◆ What the task requires:
Please copy out every line in the entries that includes the word "plus".
◆ ◆ ◆ ◆ ◆ ◆ ◆
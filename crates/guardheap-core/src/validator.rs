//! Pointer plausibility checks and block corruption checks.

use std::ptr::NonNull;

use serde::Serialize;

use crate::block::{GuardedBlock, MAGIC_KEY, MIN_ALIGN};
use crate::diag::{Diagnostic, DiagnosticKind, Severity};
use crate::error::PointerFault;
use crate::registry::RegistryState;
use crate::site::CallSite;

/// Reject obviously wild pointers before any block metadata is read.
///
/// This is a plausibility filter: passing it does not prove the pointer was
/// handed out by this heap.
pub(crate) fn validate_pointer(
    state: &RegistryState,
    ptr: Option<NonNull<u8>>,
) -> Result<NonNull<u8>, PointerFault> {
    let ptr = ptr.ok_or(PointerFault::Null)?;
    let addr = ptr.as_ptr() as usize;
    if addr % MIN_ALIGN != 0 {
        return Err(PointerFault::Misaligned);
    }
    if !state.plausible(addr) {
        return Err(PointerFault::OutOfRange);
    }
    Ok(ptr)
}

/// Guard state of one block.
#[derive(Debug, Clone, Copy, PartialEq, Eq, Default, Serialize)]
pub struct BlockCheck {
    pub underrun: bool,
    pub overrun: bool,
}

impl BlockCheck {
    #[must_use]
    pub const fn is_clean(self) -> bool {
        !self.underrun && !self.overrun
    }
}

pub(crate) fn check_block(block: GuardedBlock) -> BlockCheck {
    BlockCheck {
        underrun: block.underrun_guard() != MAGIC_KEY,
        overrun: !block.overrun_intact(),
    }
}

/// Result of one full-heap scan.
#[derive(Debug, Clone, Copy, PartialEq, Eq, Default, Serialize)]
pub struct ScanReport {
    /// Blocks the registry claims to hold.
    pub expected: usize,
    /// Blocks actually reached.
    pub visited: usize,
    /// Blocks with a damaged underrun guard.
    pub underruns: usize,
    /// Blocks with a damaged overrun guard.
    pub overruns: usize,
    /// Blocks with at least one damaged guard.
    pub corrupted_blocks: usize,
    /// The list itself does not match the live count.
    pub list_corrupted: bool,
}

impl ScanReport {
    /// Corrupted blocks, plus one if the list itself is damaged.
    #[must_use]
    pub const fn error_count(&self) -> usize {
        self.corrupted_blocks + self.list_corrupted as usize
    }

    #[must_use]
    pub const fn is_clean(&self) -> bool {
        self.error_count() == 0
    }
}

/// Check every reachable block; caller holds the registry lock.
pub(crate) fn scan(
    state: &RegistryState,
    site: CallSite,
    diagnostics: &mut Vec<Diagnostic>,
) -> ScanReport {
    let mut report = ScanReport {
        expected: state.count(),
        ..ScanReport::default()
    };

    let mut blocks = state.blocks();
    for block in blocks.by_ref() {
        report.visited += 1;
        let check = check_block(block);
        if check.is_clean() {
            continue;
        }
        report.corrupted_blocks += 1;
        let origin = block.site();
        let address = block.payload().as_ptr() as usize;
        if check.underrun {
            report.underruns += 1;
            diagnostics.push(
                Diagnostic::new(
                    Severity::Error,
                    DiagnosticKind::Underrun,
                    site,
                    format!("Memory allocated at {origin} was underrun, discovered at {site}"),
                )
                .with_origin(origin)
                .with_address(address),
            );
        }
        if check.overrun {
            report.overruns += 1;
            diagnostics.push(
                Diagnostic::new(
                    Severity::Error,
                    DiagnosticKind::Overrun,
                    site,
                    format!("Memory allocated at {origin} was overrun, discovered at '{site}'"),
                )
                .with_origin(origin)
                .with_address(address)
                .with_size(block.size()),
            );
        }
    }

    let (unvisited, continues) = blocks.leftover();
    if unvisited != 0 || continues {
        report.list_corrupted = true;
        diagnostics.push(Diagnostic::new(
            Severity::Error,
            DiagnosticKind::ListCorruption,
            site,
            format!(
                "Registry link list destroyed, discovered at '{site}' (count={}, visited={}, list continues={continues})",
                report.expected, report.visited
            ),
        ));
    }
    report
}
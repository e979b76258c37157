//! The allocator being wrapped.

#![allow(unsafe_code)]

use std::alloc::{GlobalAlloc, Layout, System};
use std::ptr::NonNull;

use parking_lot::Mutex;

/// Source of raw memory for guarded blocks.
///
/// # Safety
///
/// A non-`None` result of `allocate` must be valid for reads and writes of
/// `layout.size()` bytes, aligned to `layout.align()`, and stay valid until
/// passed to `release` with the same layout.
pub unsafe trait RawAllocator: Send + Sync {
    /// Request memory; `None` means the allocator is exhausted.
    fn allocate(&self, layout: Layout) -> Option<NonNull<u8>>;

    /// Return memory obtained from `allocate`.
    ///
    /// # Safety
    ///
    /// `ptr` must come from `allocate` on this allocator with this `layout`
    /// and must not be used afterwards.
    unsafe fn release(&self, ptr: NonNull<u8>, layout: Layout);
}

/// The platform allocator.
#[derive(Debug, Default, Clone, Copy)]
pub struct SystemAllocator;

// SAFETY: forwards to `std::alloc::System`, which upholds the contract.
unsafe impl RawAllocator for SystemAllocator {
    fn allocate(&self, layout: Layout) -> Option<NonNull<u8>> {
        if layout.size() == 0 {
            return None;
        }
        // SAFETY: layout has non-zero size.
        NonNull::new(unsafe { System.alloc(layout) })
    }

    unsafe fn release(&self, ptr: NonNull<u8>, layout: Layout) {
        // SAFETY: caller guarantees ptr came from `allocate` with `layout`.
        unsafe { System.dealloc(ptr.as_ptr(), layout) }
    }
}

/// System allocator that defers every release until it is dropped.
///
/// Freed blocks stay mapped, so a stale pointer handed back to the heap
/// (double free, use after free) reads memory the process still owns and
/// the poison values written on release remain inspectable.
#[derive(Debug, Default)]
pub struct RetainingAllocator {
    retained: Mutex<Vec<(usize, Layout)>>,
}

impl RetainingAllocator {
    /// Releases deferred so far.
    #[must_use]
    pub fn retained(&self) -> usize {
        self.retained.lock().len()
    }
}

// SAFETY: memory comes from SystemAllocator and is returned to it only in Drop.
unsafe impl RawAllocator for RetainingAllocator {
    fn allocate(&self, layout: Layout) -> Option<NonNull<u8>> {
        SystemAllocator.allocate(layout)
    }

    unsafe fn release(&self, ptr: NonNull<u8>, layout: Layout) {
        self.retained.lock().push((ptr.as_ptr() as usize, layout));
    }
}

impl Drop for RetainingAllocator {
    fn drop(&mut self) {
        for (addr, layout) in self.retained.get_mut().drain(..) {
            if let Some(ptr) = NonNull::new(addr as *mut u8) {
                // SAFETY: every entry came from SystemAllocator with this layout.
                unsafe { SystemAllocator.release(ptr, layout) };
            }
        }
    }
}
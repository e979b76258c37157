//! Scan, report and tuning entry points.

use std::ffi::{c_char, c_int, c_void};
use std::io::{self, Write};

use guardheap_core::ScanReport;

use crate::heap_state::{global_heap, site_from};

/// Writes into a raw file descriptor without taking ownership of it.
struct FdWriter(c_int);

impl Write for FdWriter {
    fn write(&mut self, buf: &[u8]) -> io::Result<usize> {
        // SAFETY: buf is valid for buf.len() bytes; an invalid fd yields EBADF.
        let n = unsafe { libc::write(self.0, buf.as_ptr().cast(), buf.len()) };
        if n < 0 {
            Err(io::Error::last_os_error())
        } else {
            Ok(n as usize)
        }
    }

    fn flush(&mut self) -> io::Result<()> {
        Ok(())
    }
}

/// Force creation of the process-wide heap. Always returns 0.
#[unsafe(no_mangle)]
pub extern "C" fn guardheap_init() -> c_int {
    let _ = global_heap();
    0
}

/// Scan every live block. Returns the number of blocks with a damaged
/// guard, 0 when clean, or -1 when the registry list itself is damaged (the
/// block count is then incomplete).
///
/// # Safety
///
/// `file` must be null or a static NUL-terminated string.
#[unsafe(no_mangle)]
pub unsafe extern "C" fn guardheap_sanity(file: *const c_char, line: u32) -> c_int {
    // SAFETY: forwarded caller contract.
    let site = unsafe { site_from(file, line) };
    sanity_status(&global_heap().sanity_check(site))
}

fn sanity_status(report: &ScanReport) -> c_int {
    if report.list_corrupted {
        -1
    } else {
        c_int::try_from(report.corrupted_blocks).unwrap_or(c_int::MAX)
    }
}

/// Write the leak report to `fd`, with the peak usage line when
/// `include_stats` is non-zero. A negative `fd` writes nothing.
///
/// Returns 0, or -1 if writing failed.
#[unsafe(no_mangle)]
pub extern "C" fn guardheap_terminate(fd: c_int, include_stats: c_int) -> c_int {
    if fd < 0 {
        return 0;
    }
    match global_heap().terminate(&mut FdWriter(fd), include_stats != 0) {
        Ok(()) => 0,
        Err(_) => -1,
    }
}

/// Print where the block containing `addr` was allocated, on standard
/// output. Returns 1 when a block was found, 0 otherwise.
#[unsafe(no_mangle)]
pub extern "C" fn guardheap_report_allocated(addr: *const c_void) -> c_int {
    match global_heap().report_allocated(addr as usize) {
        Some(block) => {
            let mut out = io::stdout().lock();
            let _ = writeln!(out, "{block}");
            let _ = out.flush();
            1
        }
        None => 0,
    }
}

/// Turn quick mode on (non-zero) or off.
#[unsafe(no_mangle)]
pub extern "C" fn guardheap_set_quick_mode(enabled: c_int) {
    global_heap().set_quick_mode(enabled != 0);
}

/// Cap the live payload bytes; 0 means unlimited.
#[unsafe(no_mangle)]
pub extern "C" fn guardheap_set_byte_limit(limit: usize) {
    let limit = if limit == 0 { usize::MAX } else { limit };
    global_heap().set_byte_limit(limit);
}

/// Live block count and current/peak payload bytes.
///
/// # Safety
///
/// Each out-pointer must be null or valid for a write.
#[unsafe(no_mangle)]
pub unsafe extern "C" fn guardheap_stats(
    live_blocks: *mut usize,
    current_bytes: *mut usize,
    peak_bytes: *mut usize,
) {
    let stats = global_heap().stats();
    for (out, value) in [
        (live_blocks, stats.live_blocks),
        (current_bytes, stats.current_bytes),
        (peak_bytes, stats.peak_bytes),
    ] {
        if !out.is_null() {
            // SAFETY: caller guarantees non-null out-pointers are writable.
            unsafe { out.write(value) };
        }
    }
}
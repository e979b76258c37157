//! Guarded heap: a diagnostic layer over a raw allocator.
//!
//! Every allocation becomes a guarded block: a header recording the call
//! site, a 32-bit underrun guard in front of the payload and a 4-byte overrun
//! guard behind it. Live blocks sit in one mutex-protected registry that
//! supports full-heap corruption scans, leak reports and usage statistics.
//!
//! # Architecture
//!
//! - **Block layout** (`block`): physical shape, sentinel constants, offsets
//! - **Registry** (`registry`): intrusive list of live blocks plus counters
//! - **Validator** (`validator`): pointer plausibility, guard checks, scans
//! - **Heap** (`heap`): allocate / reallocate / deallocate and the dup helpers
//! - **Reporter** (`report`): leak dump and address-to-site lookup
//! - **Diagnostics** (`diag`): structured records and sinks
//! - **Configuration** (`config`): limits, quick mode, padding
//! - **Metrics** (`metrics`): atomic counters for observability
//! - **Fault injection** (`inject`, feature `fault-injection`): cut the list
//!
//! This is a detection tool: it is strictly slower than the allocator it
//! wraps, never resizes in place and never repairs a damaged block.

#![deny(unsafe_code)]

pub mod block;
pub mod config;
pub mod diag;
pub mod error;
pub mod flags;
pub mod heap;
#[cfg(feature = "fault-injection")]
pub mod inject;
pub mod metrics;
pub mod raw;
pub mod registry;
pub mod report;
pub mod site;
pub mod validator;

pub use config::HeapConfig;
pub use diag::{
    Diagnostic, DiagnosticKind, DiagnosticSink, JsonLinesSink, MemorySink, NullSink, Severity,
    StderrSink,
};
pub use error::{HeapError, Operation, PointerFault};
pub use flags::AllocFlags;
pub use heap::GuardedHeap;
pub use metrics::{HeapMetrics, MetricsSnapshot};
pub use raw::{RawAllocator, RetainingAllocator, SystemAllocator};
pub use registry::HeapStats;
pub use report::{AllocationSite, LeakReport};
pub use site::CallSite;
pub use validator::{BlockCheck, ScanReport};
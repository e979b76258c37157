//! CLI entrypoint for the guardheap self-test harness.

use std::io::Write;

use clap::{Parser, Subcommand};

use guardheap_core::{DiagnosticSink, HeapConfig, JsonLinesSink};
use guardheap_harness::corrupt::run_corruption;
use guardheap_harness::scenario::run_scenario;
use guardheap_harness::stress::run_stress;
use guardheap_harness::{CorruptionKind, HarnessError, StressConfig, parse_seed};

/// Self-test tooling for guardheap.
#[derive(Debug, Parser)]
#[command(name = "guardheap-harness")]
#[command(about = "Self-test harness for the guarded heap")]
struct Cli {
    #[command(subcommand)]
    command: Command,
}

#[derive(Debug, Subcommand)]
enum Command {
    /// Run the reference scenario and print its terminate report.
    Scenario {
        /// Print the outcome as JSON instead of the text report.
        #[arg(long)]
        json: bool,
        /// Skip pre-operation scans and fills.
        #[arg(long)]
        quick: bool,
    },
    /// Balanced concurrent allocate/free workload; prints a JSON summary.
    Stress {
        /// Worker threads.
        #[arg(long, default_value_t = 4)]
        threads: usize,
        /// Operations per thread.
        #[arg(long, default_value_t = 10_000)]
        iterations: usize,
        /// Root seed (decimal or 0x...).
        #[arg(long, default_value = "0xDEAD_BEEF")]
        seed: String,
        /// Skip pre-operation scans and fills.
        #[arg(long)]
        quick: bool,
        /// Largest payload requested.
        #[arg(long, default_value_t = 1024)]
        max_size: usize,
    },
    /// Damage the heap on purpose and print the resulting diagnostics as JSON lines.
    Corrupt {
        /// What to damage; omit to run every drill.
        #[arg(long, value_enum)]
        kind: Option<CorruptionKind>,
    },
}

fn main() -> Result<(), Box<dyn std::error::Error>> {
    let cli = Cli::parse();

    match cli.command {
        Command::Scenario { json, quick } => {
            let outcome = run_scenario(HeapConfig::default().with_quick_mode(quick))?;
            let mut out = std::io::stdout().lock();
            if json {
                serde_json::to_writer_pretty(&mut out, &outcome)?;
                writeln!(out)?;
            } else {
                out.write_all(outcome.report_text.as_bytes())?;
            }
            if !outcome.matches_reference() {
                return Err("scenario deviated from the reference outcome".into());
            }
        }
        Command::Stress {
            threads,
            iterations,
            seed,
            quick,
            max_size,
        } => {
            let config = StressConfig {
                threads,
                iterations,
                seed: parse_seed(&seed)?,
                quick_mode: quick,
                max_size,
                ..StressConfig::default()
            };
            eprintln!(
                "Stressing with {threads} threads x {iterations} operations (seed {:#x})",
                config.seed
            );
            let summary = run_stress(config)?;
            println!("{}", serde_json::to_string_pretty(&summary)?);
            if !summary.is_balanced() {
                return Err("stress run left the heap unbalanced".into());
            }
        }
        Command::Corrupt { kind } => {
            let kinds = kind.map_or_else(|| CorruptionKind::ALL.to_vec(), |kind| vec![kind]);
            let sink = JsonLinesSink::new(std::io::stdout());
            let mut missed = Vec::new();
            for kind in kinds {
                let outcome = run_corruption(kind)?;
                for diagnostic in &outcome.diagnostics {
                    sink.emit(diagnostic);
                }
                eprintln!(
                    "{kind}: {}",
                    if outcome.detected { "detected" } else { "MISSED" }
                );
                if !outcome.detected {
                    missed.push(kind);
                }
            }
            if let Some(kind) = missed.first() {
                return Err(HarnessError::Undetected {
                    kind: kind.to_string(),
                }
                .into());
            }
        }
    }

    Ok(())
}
◆ ◆ ◆ ◆ ◆ ◆ ◆
◆ Written reply:
    /// Corrupted blocks, plus one if the list itself is damaged.
//! - **Registry** (`registry`): intrusive list of live blocks plus counters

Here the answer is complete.